In his own words, Danny Willett had spent a long time in a dark place.
He had endured the most dramatic of falls from the pinnacle of his sport after putting on the Green Jacket in Augusta in April 2016.
The Sheffield golfer slumped from ninth in the world rankings to deep in the 400s over an incredibly difficult 18 month spell when form and fitness evaded him in the cruelest or manners.
It was a struggle played out under the intense scrutiny a Major winner is always going to draw.
Willett was written off. The deeply unfair suggestions his Masters triumph was a fluke grew greater in number.
But the darkness is finally giving way to the light.
Over the past few months the hard work, changes to his game, management of his health and careful planning and guidance have looked as though they were beginning to bear fruit.
But this past weekend at The Open suggested Willett is far from finished and the good times could be on their way back.
He did not triumph at Carnoustie – that honour went to Francesco Molinari – and he did not particularly look like doing over the final two days.
And there will certainly be some personal frustration and disappointment that he did not take opportunities on Saturday and Sunday – two days which brought a one over par score over 36 holes.
But, back in the intense spotlight of a Major, he looked much more like the Danny Willett of old.
Long before his triumph at Augusta, Willett was one of the most consistent players on the European Tour.
For several years that looked set to secure him a steady, if unspectacular career. But he continued to improve and was soon consistently one of the Tour’s best operators.

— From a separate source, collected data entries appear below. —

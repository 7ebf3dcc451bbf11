use preflight_style::ConfigError;
use thiserror::Error;

#[derive(Error, Debug, Clone, PartialEq)]
pub enum ParseError {
    #[error("Line {line}: {message} (section: {})", .section.as_deref().unwrap_or("none"))]
    Malformed {
        line: usize,
        section: Option<String>,
        message: String,
    },

    #[error(transparent)]
    Config(#[from] ConfigError),
}
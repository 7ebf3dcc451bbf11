//! The unified error type of a conversion.

use preflight_layout::LayoutError;
use preflight_markup::ParseError;
use preflight_render_core::RenderError;
use preflight_style::ConfigError;
use thiserror::Error;

#[derive(Error, Debug)]
pub enum PipelineError {
    #[error("Malformed document: {0}")]
    MalformedDocument(String),
    #[error("Unsupported feature: {0}")]
    UnsupportedFeature(String),
    #[error("Configuration rejected: {0}")]
    ConfigurationRejected(#[from] ConfigError),
    #[error("Layout impossible: {0}")]
    LayoutImpossible(String),
    #[error("Rendering error: {0}")]
    Render(#[from] RenderError),
    #[error("I/O error: {0}")]
    Io(#[from] std::io::Error),
    #[error("JSON serialization error: {0}")]
    Json(#[from] serde_json::Error),
}

impl From<ParseError> for PipelineError {
    fn from(e: ParseError) -> Self {
        match e {
            ParseError::Config(config) => PipelineError::ConfigurationRejected(config),
            malformed @ ParseError::Malformed { .. } => {
                PipelineError::MalformedDocument(malformed.to_string())
            }
        }
    }
}

impl From<LayoutError> for PipelineError {
    fn from(e: LayoutError) -> Self {
        match e {
            LayoutError::Unsupported(feature) => PipelineError::UnsupportedFeature(feature),
            LayoutError::Render(render) => PipelineError::Render(render),
            impossible @ (LayoutError::ElementTooLarge { .. } | LayoutError::LeaderOverflow { .. }) => {
                PipelineError::LayoutImpossible(impossible.to_string())
            }
        }
    }
}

He may have been a surprise Masters champion but those who had watched him closely were not so shocked.
More surprising was the manner in which he slumped afterwards.
Good days in tournaments were so often followed by horrendous ones as he was locked in a battle for physical and mental strength.

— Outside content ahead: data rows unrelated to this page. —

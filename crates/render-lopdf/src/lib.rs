//! PDF output using lopdf.
//!
//! [`LopdfSurface`] implements `PageSurface` by collecting content
//! operations per page and handing finished pages to a [`PdfWriter`],
//! which serializes the whole document once the surface is finalized.
//! Text is set in the PDF standard Type1 fonts, so nothing is embedded.

mod content;
mod surface;
mod writer;

pub use content::{PageContent, font_resource_name, to_win_ansi};
pub use surface::LopdfSurface;
pub use writer::PdfWriter;
mod auth;
mod config;
mod error;
mod gemini;
mod generation;
mod models;
mod prompt;
mod provider;
mod routes;
mod storage;
mod store;
mod validation;

use std::net::SocketAddr;
use std::sync::Arc;

use anyhow::Context;
use axum::extract::DefaultBodyLimit;
use tower_http::cors::{Any, CorsLayer};
use tower_http::trace::TraceLayer;
use tracing_subscriber::{fmt, EnvFilter};

use crate::auth::TokenService;
use crate::config::Config;
use crate::generation::ImageGenerator;
use crate::routes::AppState;
use crate::store::Store;

#[tokio::main]
async fn main() -> anyhow::Result<()> {
    // Load environment variables from .env file
    dotenv::dotenv().ok();

    // Init tracing
    let filter = EnvFilter::try_from_default_env().unwrap_or_else(|_| EnvFilter::new("info"));
    fmt().with_env_filter(filter).init();

    let config = Config::from_env()?;
    let image_provider = provider::from_config(&config);
    let storage = storage::from_config(&config);
    tracing::info!(
        provider = image_provider.name(),
        storage = storage.name(),
        "Providers selected"
    );

    let state = AppState {
        store: Arc::new(Store::default()),
        generator: Arc::new(ImageGenerator::new(image_provider)),
        storage,
        tokens: Arc::new(TokenService::new(&config.jwt_secret)),
        max_images_per_request: config.max_images_per_request,
    };

    let app = routes::router(state)
        .layer(DefaultBodyLimit::max(config.max_body_bytes))
        .layer(TraceLayer::new_for_http())
        .layer(
            CorsLayer::new()
                .allow_origin(Any)
                .allow_methods(Any)
                .allow_headers(Any)
        );

    let addr = SocketAddr::from(([0, 0, 0, 0], config.port));
    tracing::info!(%addr, "Starting server");
    let listener = tokio::net::TcpListener::bind(addr)
        .await
        .with_context(|| format!("failed to bind {addr}"))?;
    axum::serve(listener, app)
        .with_graceful_shutdown(shutdown_signal())
        .await
        .context("server error")?;
    Ok(())
}

async fn shutdown_signal() {
    if let Err(e) = tokio::signal::ctrl_c().await {
        tracing::error!("Failed to listen for shutdown signal: {}", e);
        std::future::pending::<()>().await;
    }
    tracing::info!("Shutting down");
}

Changes to coaching and management looked desperate, but ultimately they have proved vital to his career and well-being.
Under the guidance of Sean Foley he has rebuilt his game, a fresh approach to ensure a return of the quality of golf while also looking after his body.
It has been a long road but Willett is making significant headway.
And he is doing it with a smile on his face.
His post-round interviews at Carnoustie were upbeat and he looked as relaxed as he has done for a long, long time.
It is easy when faced with positive questions and asked what is going right, but Willett has earned that.
The Green Jacket seemed to be a millstone around his neck. And when it was replaced, it was done so by the stigma of his rapid decline.
Now, as he looks to be on his way back up, external expectations have minimised and he can simple get on with getting better.
A tie for 24th place at The Open has people talking positively about Willett once again.
Out of the darkness and into the light.